Maneesha Mithal said that the FTC considered this technology at its first stakeholder privacy workshop, where participants pointed to an array of factors that have converged to push facial recognition toward the mainstream, including improvements in imaging technology and the proliferation of freely available photos people are posting on Facebook and other websites. From the FTC's perspective, companies that use facial recognition technology should offer consumers "clear, simple, concise notices not in legalese," she said.  

Panel II

Brian Martin - Director of Biometric Research, MorphoTrust USA

Alessandro Acquisti - Associate Professor, Information Systems and Public Policy, Carnegie Mellon University

Larry Amerson – President, National Sheriffs’ Association

Nita A. Farahany - Professor of Law and Professor of Genome Sciences & Policy, Duke University

Rob Sherman - Manager of Privacy and Public Policy, Facebook

Jennifer Lynch - Staff Attorney, Electronic Frontier Foundation

The focal point of the Committee’s questions for this panel was Facebook, especially for making facial recognition an opt-out rather than an opt-in feature.  At one point, Sen. Franken said it takes six clicks to reach a page on Facebook that explicitly says that the company is using facial-recognition technology.

Facebook recently acquired Face.com, an Israeli firm specializing in software that powered Facebook's own tagging suggestions.  Sen. Franken suggested that Congress should consider legislation that could clarify the appropriate uses of software like that behind Facebook's tag suggestions, both for commercial purposes and in the hands of law enforcement authorities.  The technology is used only to suggest photo tags among people who are already friends on the site, so it does not invade peoples' privacy, Rob Sherman testified.

Franken was also critical of the privacy controls the company makes available to its users, saying at one point that it takes six clicks to navigate to the first page that mentions the term “facial recognition.” Similarly, he suggested that the company has not been as forthcoming as it could be about how much data it collects and how that information is used, a familiar refrain from critics of the social network’s privacy policies.

Sherman testified that Facebook only uses the technology to search a user's friends to "tag" them in a photo, and therefore does not allow identifying strangers in photos. He said the facial profiles are encrypted and work only with proprietary software, and the site shares private information with law enforcement only in certain circumstances.
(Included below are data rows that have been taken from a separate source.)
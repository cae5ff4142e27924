use std::fs::{self, File};
use std::io::BufWriter;
use std::path::{Path, PathBuf};

use anyhow::Context;
use image::codecs::jpeg::JpegEncoder;
use image::RgbImage;
use radar_core::{Framebuffer, FramebufferWriter, ImageInfo, IndexedRaster, Palette};
use tracing::info;

pub const FRAMEBUFFER_FILE: &str = "quantized.bin";
pub const QUANTIZED_PREVIEW_FILE: &str = "quantized.png";
pub const COMBINED_FILE: &str = "combined.jpg";
pub const INFO_FILE: &str = "image_info.txt";

/// Files produced by one generation cycle.
pub struct OutputSet {
    pub framebuffer: PathBuf,
    pub quantized_preview: PathBuf,
    pub combined: PathBuf,
    pub info: PathBuf,
}

impl OutputSet {
    pub fn in_dir(dir: &Path) -> Self {
        Self {
            framebuffer: dir.join(FRAMEBUFFER_FILE),
            quantized_preview: dir.join(QUANTIZED_PREVIEW_FILE),
            combined: dir.join(COMBINED_FILE),
            info: dir.join(INFO_FILE),
        }
    }

    fn paths(&self) -> [&Path; 4] {
        [&self.framebuffer, &self.quantized_preview, &self.combined, &self.info]
    }

    /// Copy every file into `dir`, creating it if needed.
    pub fn deploy(&self, dir: &Path) -> anyhow::Result<()> {
        fs::create_dir_all(dir).with_context(|| format!("failed to create {}", dir.display()))?;
        for src in self.paths() {
            let Some(name) = src.file_name() else {
                continue;
            };
            let dst = dir.join(name);
            fs::copy(src, &dst)
                .with_context(|| format!("failed to copy {} to {}", src.display(), dst.display()))?;
        }
        info!("copied outputs to {}", dir.display());
        Ok(())
    }
}

pub fn write_framebuffer(path: &Path, fb: &Framebuffer) -> anyhow::Result<()> {
    let file = File::create(path).with_context(|| format!("failed to create {}", path.display()))?;
    let mut writer = FramebufferWriter::new(BufWriter::new(file), fb.width(), fb.height());
    writer.write_framebuffer(fb)?;
    writer.finish()?;
    info!("wrote framebuffer {} ({} bytes)", path.display(), fb.as_bytes().len());
    Ok(())
}

/// Save the quantized image in palette colors so it can be eyeballed.
pub fn write_quantized_preview(path: &Path, indexed: &IndexedRaster, palette: &Palette) -> anyhow::Result<()> {
    let rgb = indexed.to_rgb(palette)?;
    let img = RgbImage::from_raw(rgb.width(), rgb.height(), rgb.into_bytes())
        .context("preview buffer has the wrong size")?;
    img.save(path)
        .with_context(|| format!("failed to write {}", path.display()))?;
    info!("wrote quantized preview {}", path.display());
    Ok(())
}

pub fn write_combined(path: &Path, img: &RgbImage, quality: u8) -> anyhow::Result<()> {
    let file = File::create(path).with_context(|| format!("failed to create {}", path.display()))?;
    let encoder = JpegEncoder::new_with_quality(BufWriter::new(file), quality);
    img.write_with_encoder(encoder)
        .with_context(|| format!("failed to encode {}", path.display()))?;
    info!("wrote combined image {}", path.display());
    Ok(())
}

pub fn write_info(path: &Path, info: &ImageInfo) -> anyhow::Result<()> {
    fs::write(path, info.to_text()).with_context(|| format!("failed to write {}", path.display()))?;
    info!("wrote image info {}", path.display());
    Ok(())
}

#[cfg(test)]
mod tests {
    use super::*;

    fn scratch_dir(name: &str) -> PathBuf {
        let dir = std::env::temp_dir().join(format!("radar-gen-{}-{}", name, std::process::id()));
        let _ = fs::remove_dir_all(&dir);
        fs::create_dir_all(&dir).unwrap();
        dir
    }

    #[test]
    fn outputs_written_and_deployed() {
        let dir = scratch_dir("outputs");
        let set = OutputSet::in_dir(&dir);
        let palette = Palette::inky7();

        let indexed = IndexedRaster::new(4, 2, vec![0, 1, 2, 3, 4, 5, 6, 0]).unwrap();
        let fb = radar_core::encode(&indexed, 4, 2).unwrap();
        write_framebuffer(&set.framebuffer, &fb).unwrap();
        write_quantized_preview(&set.quantized_preview, &indexed, &palette).unwrap();
        write_combined(&set.combined, &RgbImage::new(4, 2), 85).unwrap();
        write_info(
            &set.info,
            &ImageInfo {
                precip_ts: 7,
                text: "+10 mins forecast".into(),
            },
        )
        .unwrap();

        assert_eq!(fs::read(&set.framebuffer).unwrap(), vec![0, 1, 2, 3, 4, 5, 6, 0]);
        let preview = image::open(&set.quantized_preview).unwrap().to_rgb8();
        assert_eq!(preview.get_pixel(0, 1).0, [255, 0, 0]);

        let public = dir.join("public");
        set.deploy(&public).unwrap();
        let info = ImageInfo::parse(&fs::read_to_string(public.join(INFO_FILE)).unwrap()).unwrap();
        assert_eq!(info.precip_ts, 7);
        assert!(public.join(COMBINED_FILE).exists());

        fs::remove_dir_all(&dir).unwrap();
    }
}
"The thing people really care about is data aggregation," Nita Farahany testified.  "Facial data on its own is not so much the problem for privacy advocates. It's how that information gets combined with other data, who has access to it, and how it's used.” She also said that she did not think that the Supreme Court would find that they use of facial recognition software by law enforcement or the government would be a violation of the Fourth Amendment.
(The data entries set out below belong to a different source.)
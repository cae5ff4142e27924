mod panel;
mod refresh;
mod render;
mod snapshot;

use std::fs::File;
use std::io::{self, BufReader, BufWriter, Read, Write};
use std::path::{Path, PathBuf};
use std::time::{Duration, Instant};

use clap::Parser;
use crossterm::event::{self, Event, KeyCode, KeyEvent};
use crossterm::terminal;
use radar_core::{ImageInfo, Palette};
use tracing::{debug, info, warn};
use tracing_subscriber::EnvFilter;

use crate::panel::Canvas;

#[derive(Parser)]
#[command(name = "radar-display", about = "Show a radar framebuffer on a simulated e-paper panel")]
struct Cli {
    /// Framebuffer file, or "-" for stdin
    #[arg(long, default_value = "images/quantized.bin")]
    framebuffer: PathBuf,

    /// Info file carrying the caption
    #[arg(long)]
    info: Option<PathBuf>,

    /// Panel width in pixels
    #[arg(long, default_value_t = radar_core::WIDTH)]
    width: u16,

    /// Panel height in pixels
    #[arg(long, default_value_t = radar_core::HEIGHT)]
    height: u16,

    /// Minutes between refreshes
    #[arg(long, default_value = "1")]
    interval_mins: u64,

    /// Refresh once, then wait for a key instead of looping
    #[arg(long)]
    once: bool,

    /// Also save each refresh as a PNG
    #[arg(long)]
    snapshot: Option<PathBuf>,

    /// Don't draw in the terminal
    #[arg(long)]
    no_terminal: bool,
}

enum Wake {
    Timeout,
    Resize,
    Quit,
}

fn main() -> anyhow::Result<()> {
    let cli = Cli::parse();

    // Logs share the tty with the panel, so keep them quiet unless asked.
    let default_level = if cli.no_terminal { "info" } else { "warn" };
    let filter = EnvFilter::try_from_default_env().unwrap_or_else(|_| EnvFilter::new(default_level));
    tracing_subscriber::fmt()
        .with_env_filter(filter)
        .with_writer(io::stderr)
        .init();

    let from_stdin = cli.framebuffer.as_os_str() == "-";
    let once = cli.once || from_stdin;
    let palette = Palette::inky7();

    if cli.no_terminal {
        loop {
            update(&cli, &palette, from_stdin);
            if once {
                return Ok(());
            }
            std::thread::sleep(Duration::from_secs(cli.interval_mins * 60));
        }
    }

    // Set up panic hook for terminal cleanup
    let original_hook = std::panic::take_hook();
    std::panic::set_hook(Box::new(move |info| {
        cleanup_terminal();
        original_hook(info);
    }));

    terminal::enable_raw_mode()?;
    let stdout = io::stdout();
    let mut stdout = BufWriter::with_capacity(256 * 1024, stdout.lock());
    stdout.write_all(b"\x1b[?1049h")?; // enter alternate screen
    stdout.write_all(b"\x1b[?25l")?; // hide cursor
    stdout.flush()?;

    let result = run_terminal_loop(&cli, &palette, &mut stdout, from_stdin, once);

    stdout.write_all(b"\x1b[0m")?; // reset colors
    stdout.write_all(b"\x1b[?25h")?; // show cursor
    stdout.write_all(b"\x1b[?1049l")?; // leave alternate screen
    stdout.flush()?;
    terminal::disable_raw_mode()?;

    result
}

fn run_terminal_loop(
    cli: &Cli,
    palette: &Palette,
    stdout: &mut impl Write,
    from_stdin: bool,
    once: bool,
) -> anyhow::Result<()> {
    let interval = Duration::from_secs(cli.interval_mins * 60);
    let mut render_buf = Vec::with_capacity(256 * 1024);

    loop {
        let canvas = update(cli, palette, from_stdin);
        present(&canvas, palette, stdout, &mut render_buf)?;

        // A single refresh stays up until a key says otherwise.
        let deadline = if once { None } else { Some(Instant::now() + interval) };
        loop {
            match wait(deadline)? {
                Wake::Quit => return Ok(()),
                Wake::Resize => present(&canvas, palette, stdout, &mut render_buf)?,
                Wake::Timeout => break,
            }
        }
    }
}

/// Draw one refresh onto a fresh canvas. Failures end up on the panel
/// and in the log; they never stop the loop.
fn update(cli: &Cli, palette: &Palette, from_stdin: bool) -> Canvas {
    let started = Instant::now();
    let mut canvas = Canvas::new(cli.width, cli.height);
    let caption = cli.info.as_deref().and_then(load_caption);

    match refresh::refresh(&mut canvas, open_source(&cli.framebuffer, from_stdin), caption.as_deref()) {
        Ok(spans) => info!("refreshed panel: {} spans in {:?}", spans, started.elapsed()),
        Err(e) => warn!("refresh failed: {}", e),
    }

    if let Some(path) = &cli.snapshot {
        match snapshot::save_png(&canvas, palette, path) {
            Ok(()) => debug!("saved snapshot {}", path.display()),
            Err(e) => warn!("{:#}", e),
        }
    }
    canvas
}

fn open_source(path: &Path, from_stdin: bool) -> io::Result<Box<dyn Read>> {
    if from_stdin {
        return Ok(Box::new(BufReader::new(io::stdin())));
    }
    let file = File::open(path)?;
    Ok(Box::new(BufReader::new(file)))
}

fn load_caption(path: &Path) -> Option<String> {
    let text = match std::fs::read_to_string(path) {
        Ok(t) => t,
        Err(e) => {
            warn!("failed to read {}: {}", path.display(), e);
            return None;
        }
    };
    match ImageInfo::parse(&text) {
        Ok(info) => Some(info.text),
        Err(e) => {
            warn!("{}: {}", path.display(), e);
            None
        }
    }
}

fn present(canvas: &Canvas, palette: &Palette, stdout: &mut impl Write, buf: &mut Vec<u8>) -> anyhow::Result<()> {
    let (term_cols, term_rows) = terminal::size()?;
    let (cols, rows) = render::fit_cells(term_cols, term_rows, canvas.width(), canvas.height());
    render::render_canvas(canvas, palette, cols, rows, buf);
    stdout.write_all(buf)?;
    stdout.flush()?;
    Ok(())
}

/// Sleep until `deadline` (forever if `None`), waking early for q/Esc or
/// a terminal resize.
fn wait(deadline: Option<Instant>) -> anyhow::Result<Wake> {
    loop {
        let timeout = match deadline {
            Some(d) => match d.checked_duration_since(Instant::now()) {
                Some(left) => left.min(Duration::from_millis(250)),
                None => return Ok(Wake::Timeout),
            },
            None => Duration::from_millis(250),
        };
        if event::poll(timeout)? {
            match event::read()? {
                Event::Key(KeyEvent {
                    code: KeyCode::Char('q') | KeyCode::Esc,
                    ..
                }) => return Ok(Wake::Quit),
                Event::Resize(..) => return Ok(Wake::Resize),
                _ => {}
            }
        }
    }
}

fn cleanup_terminal() {
    let _ = io::stdout().write_all(b"\x1b[0m\x1b[?25h\x1b[?1049l");
    let _ = io::stdout().flush();
    let _ = terminal::disable_raw_mode();
}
When asked why is facial recognition so sensitive?  Prof. Acquisti testified that widespread availability of facial-recognition technology could fundamentally change the nature of privacy and anonymity. He said that photos can be captured remotely without consent and knowledge. For example, his research team was able to identify one in three students it photographed on a college campus.
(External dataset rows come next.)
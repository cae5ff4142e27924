use std::path::Path;

use anyhow::Context;
use image::{imageops, Rgb, RgbImage, RgbaImage};

use crate::config::ZoomConfig;

/// A crop rectangle in source pixels.
#[derive(Clone, Copy, Debug, PartialEq)]
pub struct CropBox {
    pub left: f64,
    pub top: f64,
    pub width: f64,
    pub height: f64,
}

impl CropBox {
    /// Largest box with the target aspect ratio. A source that is too
    /// wide is cropped around its centre; one that is too tall keeps its
    /// top edge.
    pub fn fit_aspect(src_width: u32, src_height: u32, dst_width: u32, dst_height: u32) -> Self {
        let (sw, sh) = (src_width as f64, src_height as f64);
        let target = dst_width as f64 / dst_height as f64;
        if sw / sh > target {
            let width = sh * target;
            Self {
                left: (sw - width) / 2.0,
                top: 0.0,
                width,
                height: sh,
            }
        } else {
            Self {
                left: 0.0,
                top: 0.0,
                width: sw,
                height: sw / target,
            }
        }
    }

    /// Narrow the box to `zoom.scale` of its size around the zoom centre,
    /// shifted as needed to stay inside the original box.
    pub fn zoom(self, zoom: &ZoomConfig) -> Self {
        let width = self.width * zoom.scale;
        let height = self.height * zoom.scale;
        let cx = self.left + self.width * zoom.centre_x;
        let cy = self.top + self.height * zoom.centre_y;
        Self {
            left: (cx - width / 2.0).clamp(self.left, self.left + self.width - width),
            top: (cy - height / 2.0).clamp(self.top, self.top + self.height - height),
            width,
            height,
        }
    }
}

pub fn load_tile(path: &Path) -> anyhow::Result<RgbaImage> {
    let img = image::open(path).with_context(|| format!("failed to open tile {}", path.display()))?;
    Ok(img.to_rgba8())
}

/// Lay out equally sized tiles in a grid, row-major: the first `cols`
/// tiles form the top row.
pub fn stitch(tiles: &[RgbaImage], cols: u32) -> anyhow::Result<RgbaImage> {
    let Some(first) = tiles.first() else {
        anyhow::bail!("no tiles to stitch");
    };
    if cols == 0 || tiles.len() % cols as usize != 0 {
        anyhow::bail!("{} tiles do not fill a grid {} columns wide", tiles.len(), cols);
    }
    let (tw, th) = first.dimensions();
    if let Some(odd) = tiles.iter().find(|t| t.dimensions() != (tw, th)) {
        anyhow::bail!(
            "tile sizes differ: {}x{} and {}x{}",
            tw,
            th,
            odd.width(),
            odd.height()
        );
    }

    let rows = tiles.len() as u32 / cols;
    let mut out = RgbaImage::new(tw * cols, th * rows);
    for (i, tile) in tiles.iter().enumerate() {
        let col = i as u32 % cols;
        let row = i as u32 / cols;
        imageops::replace(&mut out, tile, (col * tw) as i64, (row * th) as i64);
    }
    Ok(out)
}

/// Alpha-composite `overlay` onto `base`. Both must be the same size.
pub fn composite(base: &RgbaImage, overlay: &RgbaImage) -> RgbaImage {
    let mut out = base.clone();
    imageops::overlay(&mut out, overlay, 0, 0);
    out
}

/// Drop the alpha channel.
pub fn to_rgb(img: &RgbaImage) -> RgbImage {
    let mut out = RgbImage::new(img.width(), img.height());
    for (dst, src) in out.pixels_mut().zip(img.pixels()) {
        *dst = Rgb([src[0], src[1], src[2]]);
    }
    out
}

/// Scale saturation by blending each pixel away from its luma.
/// 1.0 leaves the image unchanged.
pub fn saturate(img: &RgbImage, factor: f32) -> RgbImage {
    let mut out = img.clone();
    for p in out.pixels_mut() {
        let [r, g, b] = p.0;
        let luma = (r as f32 * 299.0 + g as f32 * 587.0 + b as f32 * 114.0) / 1000.0;
        let boost = |c: u8| (luma + factor * (c as f32 - luma)).round().clamp(0.0, 255.0) as u8;
        *p = Rgb([boost(r), boost(g), boost(b)]);
    }
    out
}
Larry Amerson, an Alabama sheriff, spoke about using facial recognition technology to identify inmates and criminals in his county.  Biometric software takes 3-D snapshots of an individual’s face, each consisting of 40,000 data points. The images are then automatically compared against a database to locate a match.

Brian Martin spoke about the merits of facial recognition technology and played down some of the fears around this type of software.

Jennifer Lynch urged legislators to create laws shaping how facial recognition can be used, maybe in the way that the Wiretap Act of the Video Privacy Protection Act. "Without legal protections in place, it could be easy for government or company to establish database of all Americans," Lynch said.

An archive of the hearing is available here.

EDUCAUSE will continue to monitor and report on this issue.